Victor Pedro | Sumbe

Os membros do Sindicato Nacional dos Professores (Simprof) na província do Cuanza Sul recomendaram, na semana finda, na cidade do Sumbe, em assembleia provincial, a adopção de novas práticas a médio e curto prazo, para se poder com periodicidade encontrar soluções para os problemas que afectam a classe.

Foram analisados vários problemas que dificultam o processo de ensino e aprendizagem em muitas escolas da província do Cuanza Sul
Fotografia: Victor Pedro | Sumbe - Edições Novembro

Durante o encontro, os participantes manifestaram insatisfação com o grau de solução dos problemas, “que não produzem benefícios efectivos a favor dos associados”.
Os filados no Sinprof apontaram a falta de implementação e cumprimento de forma regular dos subsídios de deslocação, atavios e isolamento, e consideraram importante que as autoridades de direito se pronunciem em relação aos constantes desfalecimentos ou desmaios das alunas nas escolas. Dada a exiguidade de salas de aulas, os docentes solicitaram maior celeridade na conclusão das várias infra-estruturas de ensino em construção e outras paralisadas a nível da província, no âmbito do Programa de Investimentos Públicos de 2016.
Os professores disseram que a ideia é reduzir ao máximo os índices de crianças fora do sistema de ensino e aprendizagem.
O director provincial da Educação, Ciência e Tecnologia no Cuanza Sul, Francisco António de Figueiredo Júnior, reconheceu as exigências feitas pelos professores, tendo em conta as mudanças e acções que estão a ser realizadas pelo sector a nível  provincial, “o que dá mostras de vontade institucional”.
Francisco António de Figueiredo Júnior disse que a Direcção de Educação cumpre a Lei, o que significa que os problemas que ainda não foram solucionadas estão a ser conformadas com a mesma e outros a espera da devida autorização do Ministério da Educação. Francisco António de Figueiredo Júnior sublinhou ser importante que os professores conheçam as leis que regem os regulamentos do sector da Educação. Quanto ao pagamento de subsídio de exame, Francisco António de Figueiredo Júnior explicou que é só atribuído aos professores inscritos no sistema financeiro da referida época, caso não, o mesmo deve emitir uma reclamação à Direcção da escola ou a nível  provincial.
Para o director provincial da Educação, o professor que se compromete com a Educação não deve exigir um tempo disponível para um duplo vínculo numa outra instituição, facto que coloca em risco o bom funcionamento da instituição.
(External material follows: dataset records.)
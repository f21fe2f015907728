use std::sync::Arc;

use axum::extract::{Path, State};
use axum::http::StatusCode;
use axum::Json;
use notebase_core::{
    Block, BlockPatch, BlockService, BlockType, FieldUpdate, NewBlock, SqliteBlockRepository,
};
use rusqlite::Connection;
use serde::Deserialize;
use serde_json::Value;
use uuid::Uuid;

use super::{deleted, double_option, parse_id, with_conn, ApiError, ApiResult};
use crate::state::AppState;

fn block_service(conn: &Connection) -> ApiResult<BlockService<SqliteBlockRepository<'_>>> {
    Ok(BlockService::new(SqliteBlockRepository::try_new(conn)?))
}

fn parse_block_type(raw: &str) -> ApiResult<BlockType> {
    BlockType::parse(raw)
        .map_err(|err| ApiError::new(StatusCode::UNPROCESSABLE_ENTITY, err.to_string()))
}

#[derive(Debug, Deserialize)]
pub(crate) struct CreateBlockRequest {
    page_id: Uuid,
    #[serde(rename = "type", alias = "block_type")]
    block_type: String,
    content: Option<String>,
    order: Option<f64>,
}

#[derive(Debug, Deserialize)]
pub(crate) struct UpdateBlockRequest {
    #[serde(default, rename = "type", alias = "block_type")]
    block_type: Option<String>,
    #[serde(default, deserialize_with = "double_option")]
    content: Option<Option<String>>,
    order: Option<f64>,
}

#[derive(Debug, Deserialize)]
pub(crate) struct ReorderBlockRequest {
    block_id: Uuid,
    new_order: f64,
}

pub(crate) async fn list_page_blocks(
    State(state): State<Arc<AppState>>,
    Path(id): Path<String>,
) -> ApiResult<Json<Vec<Block>>> {
    let page_id = parse_id(&id, "page id")?;
    with_conn(&state, move |conn, _| Ok(block_service(conn)?.list_blocks(page_id)?))
        .await
        .map(Json)
}

pub(crate) async fn rebalance_page_blocks(
    State(state): State<Arc<AppState>>,
    Path(id): Path<String>,
) -> ApiResult<Json<Vec<Block>>> {
    let page_id = parse_id(&id, "page id")?;
    with_conn(&state, move |conn, _| {
        Ok(block_service(conn)?.rebalance_page(page_id)?)
    })
    .await
    .map(Json)
}

pub(crate) async fn create_block(
    State(state): State<Arc<AppState>>,
    Json(body): Json<CreateBlockRequest>,
) -> ApiResult<Json<Block>> {
    let new_block = NewBlock {
        page_id: body.page_id,
        block_type: parse_block_type(&body.block_type)?,
        content: body.content,
        order: body.order,
    };
    with_conn(&state, move |conn, _| {
        Ok(block_service(conn)?.create_block(new_block)?)
    })
    .await
    .map(Json)
}

pub(crate) async fn update_block(
    State(state): State<Arc<AppState>>,
    Path(id): Path<String>,
    Json(body): Json<UpdateBlockRequest>,
) -> ApiResult<Json<Block>> {
    let block_id = parse_id(&id, "block id")?;
    let patch = BlockPatch {
        block_type: body.block_type.as_deref().map(parse_block_type).transpose()?,
        content: FieldUpdate::from_patch(body.content),
        order: body.order,
    };
    with_conn(&state, move |conn, _| {
        Ok(block_service(conn)?.update_block(block_id, patch)?)
    })
    .await
    .map(Json)
}

pub(crate) async fn reorder_block(
    State(state): State<Arc<AppState>>,
    Json(body): Json<ReorderBlockRequest>,
) -> ApiResult<Json<Block>> {
    with_conn(&state, move |conn, _| {
        Ok(block_service(conn)?.reorder_block(body.block_id, body.new_order)?)
    })
    .await
    .map(Json)
}

pub(crate) async fn delete_block(
    State(state): State<Arc<AppState>>,
    Path(id): Path<String>,
) -> ApiResult<Json<Value>> {
    let block_id = parse_id(&id, "block id")?;
    with_conn(&state, move |conn, _| {
        block_service(conn)?.delete_block(block_id)?;
        Ok(())
    })
    .await?;
    Ok(deleted("Block deleted successfully"))
}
Tais lugares, salientou, “devem ser ocupados por pessoas interessados em darem o seu melhor para a qualidade processo de ensino”.
O director provincial da Educação, Ciência e Tecnologia apelou à assembleia representativa provincial sindical para continuar a manter o diálogo e enveredar pelo melhor caminho para a solução dos problemas dos professores.